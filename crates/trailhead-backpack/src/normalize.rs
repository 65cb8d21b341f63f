//! Repair arbitrary stored JSON into a well-formed [`BackpackState`].
//!
//! Normalization is total and idempotent. Whatever is in storage (nothing,
//! a string, half a backpack written by an older client) comes out as a
//! state with every pocket present. Items without a usable string `id` are
//! dropped, duplicate ids within a pocket keep their first occurrence, and
//! numeric fields accept integers, floats or numeric strings.

use std::collections::BTreeMap;

use serde_json::{Map, Value};
use trailhead_types::{
    Answer, BackpackState, FeatureId, MissionId, Pocket, PocketItem, Pockets, Visits,
};

/// Normalize a raw stored string. Unparseable input yields defaults.
pub fn normalize_str(raw: &str) -> BackpackState {
    serde_json::from_str::<Value>(raw).map_or_else(|_| BackpackState::default(), |v| normalize_value(&v))
}

/// Normalize an arbitrary JSON value.
pub fn normalize_value(value: &Value) -> BackpackState {
    let Some(root) = value.as_object() else {
        return BackpackState::default();
    };

    let mut pockets = Pockets::default();
    if let Some(raw_pockets) = root.get("pockets").and_then(Value::as_object) {
        for pocket in Pocket::ALL {
            *pockets.get_mut(pocket) = raw_pockets
                .get(pocket.as_str())
                .and_then(Value::as_array)
                .map(|items| items.iter().filter_map(parse_item).collect())
                .unwrap_or_default();
        }
    }

    normalize(BackpackState {
        points: root.get("points").and_then(whole_number).unwrap_or(0),
        pockets,
        answers: root
            .get("answers")
            .and_then(Value::as_object)
            .map(parse_answers)
            .unwrap_or_default(),
        visits: Visits {
            geofences: root
                .get("visits")
                .and_then(|v| v.get("geofences"))
                .and_then(Value::as_object)
                .map(|m| {
                    m.iter()
                        .filter_map(|(id, ts)| Some((FeatureId::from(id.as_str()), whole_number(ts)?)))
                        .collect()
                })
                .unwrap_or_default(),
        },
    })
}

/// Enforce the invariants typed code can still violate: non-empty item ids
/// and unique ids per pocket.
pub fn normalize(mut state: BackpackState) -> BackpackState {
    for pocket in Pocket::ALL {
        let items = state.pockets.get_mut(pocket);
        let mut seen = std::collections::HashSet::new();
        items.retain(|item| !item.id.is_empty() && seen.insert(item.id.clone()));
    }
    state
}

fn parse_item(value: &Value) -> Option<PocketItem> {
    let obj = value.as_object()?;
    let id = obj.get("id")?.as_str().filter(|id| !id.is_empty())?;
    let fields: Map<String, Value> = obj
        .iter()
        .filter(|(k, _)| k.as_str() != "id" && k.as_str() != "addedAt")
        .map(|(k, v)| (k.clone(), v.clone()))
        .collect();
    Some(PocketItem {
        id: id.to_owned(),
        added_at: obj.get("addedAt").and_then(whole_number),
        fields,
    })
}

fn parse_answers(raw: &Map<String, Value>) -> BTreeMap<MissionId, Answer> {
    raw.iter()
        .filter_map(|(mission, answer)| {
            let obj = answer.as_object()?;
            Some((
                MissionId::from(mission.as_str()),
                Answer {
                    correct: obj.get("correct").and_then(Value::as_bool).unwrap_or(false),
                    value: obj.get("value").cloned().unwrap_or(Value::Null),
                    ts: obj.get("ts").and_then(whole_number).unwrap_or(0),
                },
            ))
        })
        .collect()
}

/// Integer view of a JSON number or numeric string. Floats truncate toward
/// zero and saturate at the `i64` range.
#[allow(clippy::cast_possible_truncation)]
fn whole_number(value: &Value) -> Option<i64> {
    let float = match value {
        Value::Number(n) => {
            if let Some(i) = n.as_i64() {
                return Some(i);
            }
            n.as_f64()?
        }
        Value::String(s) => {
            let s = s.trim();
            if let Ok(i) = s.parse::<i64>() {
                return Some(i);
            }
            s.parse::<f64>().ok()?
        }
        _ => return None,
    };
    float.is_finite().then(|| float.trunc() as i64)
}

#[cfg(test)]
#[allow(clippy::unwrap_used, clippy::indexing_slicing)]
mod tests {
    use serde_json::json;

    use super::*;

    fn renormalize(state: &BackpackState) -> BackpackState {
        normalize_value(&serde_json::to_value(state).unwrap())
    }

    #[test]
    fn garbage_becomes_defaults() {
        for raw in ["", "null", "42", "\"backpack\"", "[1,2]", "{\"pockets\": 7}"] {
            let state = normalize_str(raw);
            assert_eq!(state, BackpackState::default(), "input {raw:?}");
        }
    }

    #[test]
    fn partial_state_fills_missing_pockets() {
        let state = normalize_value(&json!({
            "points": 12,
            "pockets": { "finds": [{ "id": "x", "name": "Coin" }] }
        }));
        assert_eq!(state.points, 12);
        assert_eq!(state.pockets.finds.len(), 1);
        assert_eq!(state.pockets.finds[0].fields["name"], "Coin");
        assert!(state.pockets.clues.is_empty());
    }

    #[test]
    fn numbers_accept_floats_and_strings() {
        let state = normalize_value(&json!({
            "points": 7.9,
            "visits": { "geofences": { "a": 1.0e3, "b": "2000", "c": "soon" } },
            "answers": { "m1": { "correct": true, "value": "B", "ts": "15" } }
        }));
        assert_eq!(state.points, 7);
        assert_eq!(state.visits.geofences.len(), 2);
        assert_eq!(state.visits.geofences[&FeatureId::from("a")], 1_000);
        assert_eq!(state.answers[&MissionId::from("m1")].ts, 15);
        assert_eq!(normalize_value(&json!({ "points": "12" })).points, 12);
        assert_eq!(normalize_value(&json!({ "points": f64::MAX })).points, i64::MAX);
    }

    #[test]
    fn bad_items_are_dropped_and_duplicates_collapse() {
        let state = normalize_value(&json!({
            "pockets": {
                "clues": [
                    "loose string",
                    { "name": "no id" },
                    { "id": 5 },
                    { "id": "" },
                    { "id": "c1", "text": "first" },
                    { "id": "c1", "text": "second" },
                    { "id": "c2", "addedAt": 10.5 }
                ]
            }
        }));
        let ids: Vec<&str> = state.pockets.clues.iter().map(|i| i.id.as_str()).collect();
        assert_eq!(ids, vec!["c1", "c2"]);
        assert_eq!(state.pockets.clues[0].fields["text"], "first");
        assert_eq!(state.pockets.clues[1].added_at, Some(10));
    }

    #[test]
    fn normalization_is_idempotent() {
        let inputs = [
            json!(null),
            json!({ "points": -3 }),
            json!({
                "points": 4.5,
                "pockets": {
                    "finds": [{ "id": "x", "addedAt": 1, "meta": { "deep": [1, 2] } }],
                    "photos": [{ "id": "p", "addedAt": "bad" }, { "id": "p" }],
                    "rewards": "none"
                },
                "answers": { "q": { "correct": "yes" }, "r": 3 },
                "visits": { "geofences": { "f1": 99 } }
            }),
        ];
        for input in inputs {
            let once = normalize_value(&input);
            let twice = renormalize(&once);
            assert_eq!(once, twice, "input {input}");
            assert_eq!(normalize(once.clone()), once);
        }
    }
}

Task to carry out:
List every line in the records above that contains the word "MissionId".

Answer to this task:
    Answer, BackpackState, FeatureId, MissionId, Pocket, PocketItem, Pockets, Visits,
fn parse_answers(raw: &Map<String, Value>) -> BTreeMap<MissionId, Answer> {
                MissionId::from(mission.as_str()),
        assert_eq!(state.answers[&MissionId::from("m1")].ts, 15);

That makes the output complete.